In general, if you know the structure of the query in advance, you can sort your collection (or build several sorted indexes for your collection if there are multiple clauses) appropriately; if you do not, you will not be able to do better than linear search.
If it's something where you populate the list once and then do many lookups (thousands or more) then you could create some kind of lookup dictionary that maps starts with/ends with values to their actual values. That would be a fast lookup, but would use much more memory. If you aren't doing that many lookups or know you're going to be repopulating the list at least semi-frequently I'd go with the LINQ query that CQ suggested.
You can create some sort of index and it might get faster.
We can build a index like this:
Dictionary<char, List<ClassFoo>> indexByFirstLetter;
foreach (var cf in collection) {
indexByFirstLetter[cf.bar[0]] = indexByFirstLetter[cf.bar[0]] ?? new List<ClassFoo>();
indexByFirstLetter[cf.bar[0]].Add(cf);
indexByFirstLetter[cf.bar[cf.bar.length - 1]] = indexByFirstLetter[cf.bar[cf.bar.Length - 1]] ?? new List<ClassFoo>();
indexByFirstLetter[cf.bar[cf.bar.Length - 1]].Add(cf);
}
Then use the it like this:
foreach (ClasssFoo cf in indexByFirstLetter[query[0]]) {
if (cf.bar.StartsWith(query) || cf.bar.EndsWith(query))
result.Add(cf);
}
Now we possibly do not have to loop through as many ClassFoo as in your example, but then again we have to keep the index up to date. There is no guarantee that it is faster, but it is definately more complicated.
Depends. Are all your objects always going to be loaded in memory? Do you have a finite limit of objects that may be loaded? Will your queries have to consider objects that haven't been loaded yet?

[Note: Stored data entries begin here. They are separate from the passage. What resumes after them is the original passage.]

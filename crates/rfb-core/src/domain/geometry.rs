//! Integer rectangle and region algebra.
//!
//! Coordinates are framebuffer pixels with the origin at the top-left corner.
//! A [`Rect`] stores its top-left corner (inclusive) and bottom-right corner
//! (exclusive), so `Rect::new(0, 0, 10, 10)` covers pixels `0..10` on both
//! axes and has an area of 100.
//!
//! A [`Region`] is an arbitrary set of pixels stored as a list of rectangles
//! that never overlap.  Two regions compare equal when they cover the same
//! pixels, regardless of how each one happens to be cut into rectangles.

use std::fmt;
use std::ops::{Add, Neg, Sub};

use serde::{Deserialize, Serialize};

// ── Point ─────────────────────────────────────────────────────────────────────

/// A position or a translation vector.
#[derive(Debug, Clone, Copy, Default, PartialEq, Eq, Hash, Serialize, Deserialize)]
pub struct Point {
    pub x: i32,
    pub y: i32,
}

impl Point {
    pub const fn new(x: i32, y: i32) -> Self {
        Self { x, y }
    }

    /// Returns `true` for the zero vector.
    pub fn is_origin(&self) -> bool {
        self.x == 0 && self.y == 0
    }
}

impl Add for Point {
    type Output = Point;

    fn add(self, rhs: Point) -> Point {
        Point::new(self.x + rhs.x, self.y + rhs.y)
    }
}

impl Sub for Point {
    type Output = Point;

    fn sub(self, rhs: Point) -> Point {
        Point::new(self.x - rhs.x, self.y - rhs.y)
    }
}

impl Neg for Point {
    type Output = Point;

    fn neg(self) -> Point {
        Point::new(-self.x, -self.y)
    }
}

// ── Rect ──────────────────────────────────────────────────────────────────────

/// An axis-aligned rectangle with an exclusive bottom-right corner.
#[derive(Debug, Clone, Copy, Default, PartialEq, Eq, Hash, Serialize, Deserialize)]
pub struct Rect {
    /// Top-left corner (inclusive).
    pub tl: Point,
    /// Bottom-right corner (exclusive).
    pub br: Point,
}

impl Rect {
    /// Builds a rectangle from its corner coordinates.
    pub const fn new(x1: i32, y1: i32, x2: i32, y2: i32) -> Self {
        Self {
            tl: Point::new(x1, y1),
            br: Point::new(x2, y2),
        }
    }

    /// Builds a rectangle from a top-left corner and a size.
    pub fn from_size(x: i32, y: i32, width: u32, height: u32) -> Self {
        Self::new(x, y, x + width as i32, y + height as i32)
    }

    pub fn width(&self) -> i32 {
        self.br.x - self.tl.x
    }

    pub fn height(&self) -> i32 {
        self.br.y - self.tl.y
    }

    /// Returns `true` if the rectangle covers no pixels.
    pub fn is_empty(&self) -> bool {
        self.br.x <= self.tl.x || self.br.y <= self.tl.y
    }

    /// Number of pixels covered; zero for an empty rectangle.
    pub fn area(&self) -> u64 {
        if self.is_empty() {
            0
        } else {
            self.width() as u64 * self.height() as u64
        }
    }

    /// Returns the overlapping part of two rectangles.
    ///
    /// The result is empty (see [`Rect::is_empty`]) when they do not overlap.
    pub fn intersect(&self, other: &Rect) -> Rect {
        Rect::new(
            self.tl.x.max(other.tl.x),
            self.tl.y.max(other.tl.y),
            self.br.x.min(other.br.x),
            self.br.y.min(other.br.y),
        )
    }

    /// Returns the smallest rectangle enclosing both.  Empty inputs are ignored.
    pub fn union_boundary(&self, other: &Rect) -> Rect {
        if self.is_empty() {
            return *other;
        }
        if other.is_empty() {
            return *self;
        }
        Rect::new(
            self.tl.x.min(other.tl.x),
            self.tl.y.min(other.tl.y),
            self.br.x.max(other.br.x),
            self.br.y.max(other.br.y),
        )
    }

    /// Returns `true` if the two rectangles share at least one pixel.
    pub fn overlaps(&self, other: &Rect) -> bool {
        !self.intersect(other).is_empty()
    }

    /// Returns `true` if every pixel of `self` is inside `other`.
    ///
    /// An empty rectangle is enclosed by anything.
    pub fn enclosed_by(&self, other: &Rect) -> bool {
        self.is_empty()
            || (self.tl.x >= other.tl.x
                && self.tl.y >= other.tl.y
                && self.br.x <= other.br.x
                && self.br.y <= other.br.y)
    }

    pub fn contains(&self, point: Point) -> bool {
        point.x >= self.tl.x && point.x < self.br.x && point.y >= self.tl.y && point.y < self.br.y
    }

    /// Moves the rectangle by `delta`.
    pub fn translate(&self, delta: Point) -> Rect {
        Rect {
            tl: self.tl + delta,
            br: self.br + delta,
        }
    }

    /// Returns the parts of `self` not covered by `cut`, as at most four
    /// disjoint rectangles.
    fn subtract(&self, cut: &Rect) -> Vec<Rect> {
        let inner = self.intersect(cut);
        if inner.is_empty() {
            return vec![*self];
        }

        let mut pieces = Vec::with_capacity(4);
        if inner.tl.y > self.tl.y {
            pieces.push(Rect::new(self.tl.x, self.tl.y, self.br.x, inner.tl.y));
        }
        if inner.br.y < self.br.y {
            pieces.push(Rect::new(self.tl.x, inner.br.y, self.br.x, self.br.y));
        }
        if inner.tl.x > self.tl.x {
            pieces.push(Rect::new(self.tl.x, inner.tl.y, inner.tl.x, inner.br.y));
        }
        if inner.br.x < self.br.x {
            pieces.push(Rect::new(inner.br.x, inner.tl.y, self.br.x, inner.br.y));
        }
        pieces
    }

    /// Joins two rectangles that share a full edge into one.
    fn merge(&self, other: &Rect) -> Option<Rect> {
        let same_columns = self.tl.x == other.tl.x && self.br.x == other.br.x;
        if same_columns && (self.br.y == other.tl.y || other.br.y == self.tl.y) {
            return Some(Rect::new(
                self.tl.x,
                self.tl.y.min(other.tl.y),
                self.br.x,
                self.br.y.max(other.br.y),
            ));
        }

        let same_rows = self.tl.y == other.tl.y && self.br.y == other.br.y;
        if same_rows && (self.br.x == other.tl.x || other.br.x == self.tl.x) {
            return Some(Rect::new(
                self.tl.x.min(other.tl.x),
                self.tl.y,
                self.br.x.max(other.br.x),
                self.br.y,
            ));
        }

        None
    }
}

impl fmt::Display for Rect {
    fn fmt(&self, f: &mut fmt::Formatter<'_>) -> fmt::Result {
        write!(
            f,
            "{}x{} at ({},{})",
            self.width(),
            self.height(),
            self.tl.x,
            self.tl.y
        )
    }
}

// ── Region ────────────────────────────────────────────────────────────────────

/// A set of pixels stored as non-overlapping rectangles.
#[derive(Debug, Clone, Default)]
pub struct Region {
    rects: Vec<Rect>,
}

impl Region {
    /// Creates an empty region.
    pub fn new() -> Self {
        Self::default()
    }

    pub fn from_rect(rect: Rect) -> Self {
        if rect.is_empty() {
            Self::new()
        } else {
            Self { rects: vec![rect] }
        }
    }

    /// Builds a region covering every pixel of every input rectangle.
    ///
    /// The inputs may overlap.
    pub fn from_rects<I: IntoIterator<Item = Rect>>(rects: I) -> Self {
        let mut region = Region::new();
        for rect in rects {
            region.assign_union(&Region::from_rect(rect));
        }
        region
    }

    pub fn is_empty(&self) -> bool {
        self.rects.is_empty()
    }

    /// The disjoint rectangles making up this region, top to bottom.
    pub fn rects(&self) -> &[Rect] {
        &self.rects
    }

    pub fn num_rects(&self) -> usize {
        self.rects.len()
    }

    /// Number of pixels covered.
    pub fn area(&self) -> u64 {
        self.rects.iter().map(Rect::area).sum()
    }

    /// Smallest rectangle enclosing the whole region.
    pub fn bounding_rect(&self) -> Rect {
        self.rects
            .iter()
            .fold(Rect::default(), |acc, r| acc.union_boundary(r))
    }

    pub fn clear(&mut self) {
        self.rects.clear();
    }

    pub fn union(&self, other: &Region) -> Region {
        if self.is_empty() {
            return other.clone();
        }
        let mut rects = self.rects.clone();
        rects.extend(other.subtract(self).rects);
        Region::from_disjoint(rects)
    }

    pub fn intersect(&self, other: &Region) -> Region {
        let mut rects = Vec::new();
        for a in &self.rects {
            for b in &other.rects {
                let inner = a.intersect(b);
                if !inner.is_empty() {
                    rects.push(inner);
                }
            }
        }
        Region::from_disjoint(rects)
    }

    pub fn subtract(&self, other: &Region) -> Region {
        let mut pieces = self.rects.clone();
        for cut in &other.rects {
            if pieces.is_empty() {
                break;
            }
            pieces = pieces
                .into_iter()
                .flat_map(|piece| piece.subtract(cut))
                .collect();
        }
        Region::from_disjoint(pieces)
    }

    /// Returns the region moved by `delta`.
    pub fn translate(&self, delta: Point) -> Region {
        Region {
            rects: self.rects.iter().map(|r| r.translate(delta)).collect(),
        }
    }

    pub fn assign_union(&mut self, other: &Region) {
        *self = self.union(other);
    }

    pub fn assign_intersect(&mut self, other: &Region) {
        *self = self.intersect(other);
    }

    pub fn assign_subtract(&mut self, other: &Region) {
        *self = self.subtract(other);
    }

    /// Returns `true` if the two regions share at least one pixel.
    pub fn intersects(&self, other: &Region) -> bool {
        self.rects
            .iter()
            .any(|a| other.rects.iter().any(|b| a.overlaps(b)))
    }

    /// Returns `true` if every pixel of `self` is also in `other`.
    pub fn enclosed_by(&self, other: &Region) -> bool {
        self.subtract(other).is_empty()
    }

    pub fn contains(&self, point: Point) -> bool {
        self.rects.iter().any(|r| r.contains(point))
    }

    /// Normalises a list of already disjoint rectangles: drops empty ones,
    /// merges neighbours sharing a full edge and sorts top to bottom.
    fn from_disjoint(mut rects: Vec<Rect>) -> Region {
        rects.retain(|r| !r.is_empty());

        let mut i = 0;
        while i < rects.len() {
            let mut grew = false;
            let mut j = i + 1;
            while j < rects.len() {
                if let Some(merged) = rects[i].merge(&rects[j]) {
                    rects[i] = merged;
                    rects.swap_remove(j);
                    grew = true;
                } else {
                    j += 1;
                }
            }
            // A grown rectangle may now touch one we already passed.
            i = if grew { 0 } else { i + 1 };
        }

        rects.sort_by_key(|r| (r.tl.y, r.tl.x));
        Region { rects }
    }
}

impl From<Rect> for Region {
    fn from(rect: Rect) -> Self {
        Region::from_rect(rect)
    }
}

impl PartialEq for Region {
    fn eq(&self, other: &Region) -> bool {
        self.area() == other.area() && self.enclosed_by(other)
    }
}

impl Eq for Region {}

// ── Tests ─────────────────────────────────────────────────────────────────────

If the collection will get large, I would definitely use an index.
In fact, if the collection can grow to an arbitrary size and you're not sure that you will be able to fit it all in memory, I'd look into an ORM, an in-memory database, or another embedded database. XPO from DevExpress for ORM or SQLite.Net for in-memory database comes to mind.
If you don't want to go this far, make a simple index consisting of the "bar" member references mapping to class references.
If the set of possible criteria is fixed and small, you can assign a bitmask to each element in the list. The size of the bitmask is the size of the set of the criteria. When you create an element/add it to the list, you check which criteria it satisfies and then set the corresponding bits in the bitmask of this element. Matching the elements from the list will be as easy as matching their bitmasks with the target bitmask. A more general method is the Bloom filter.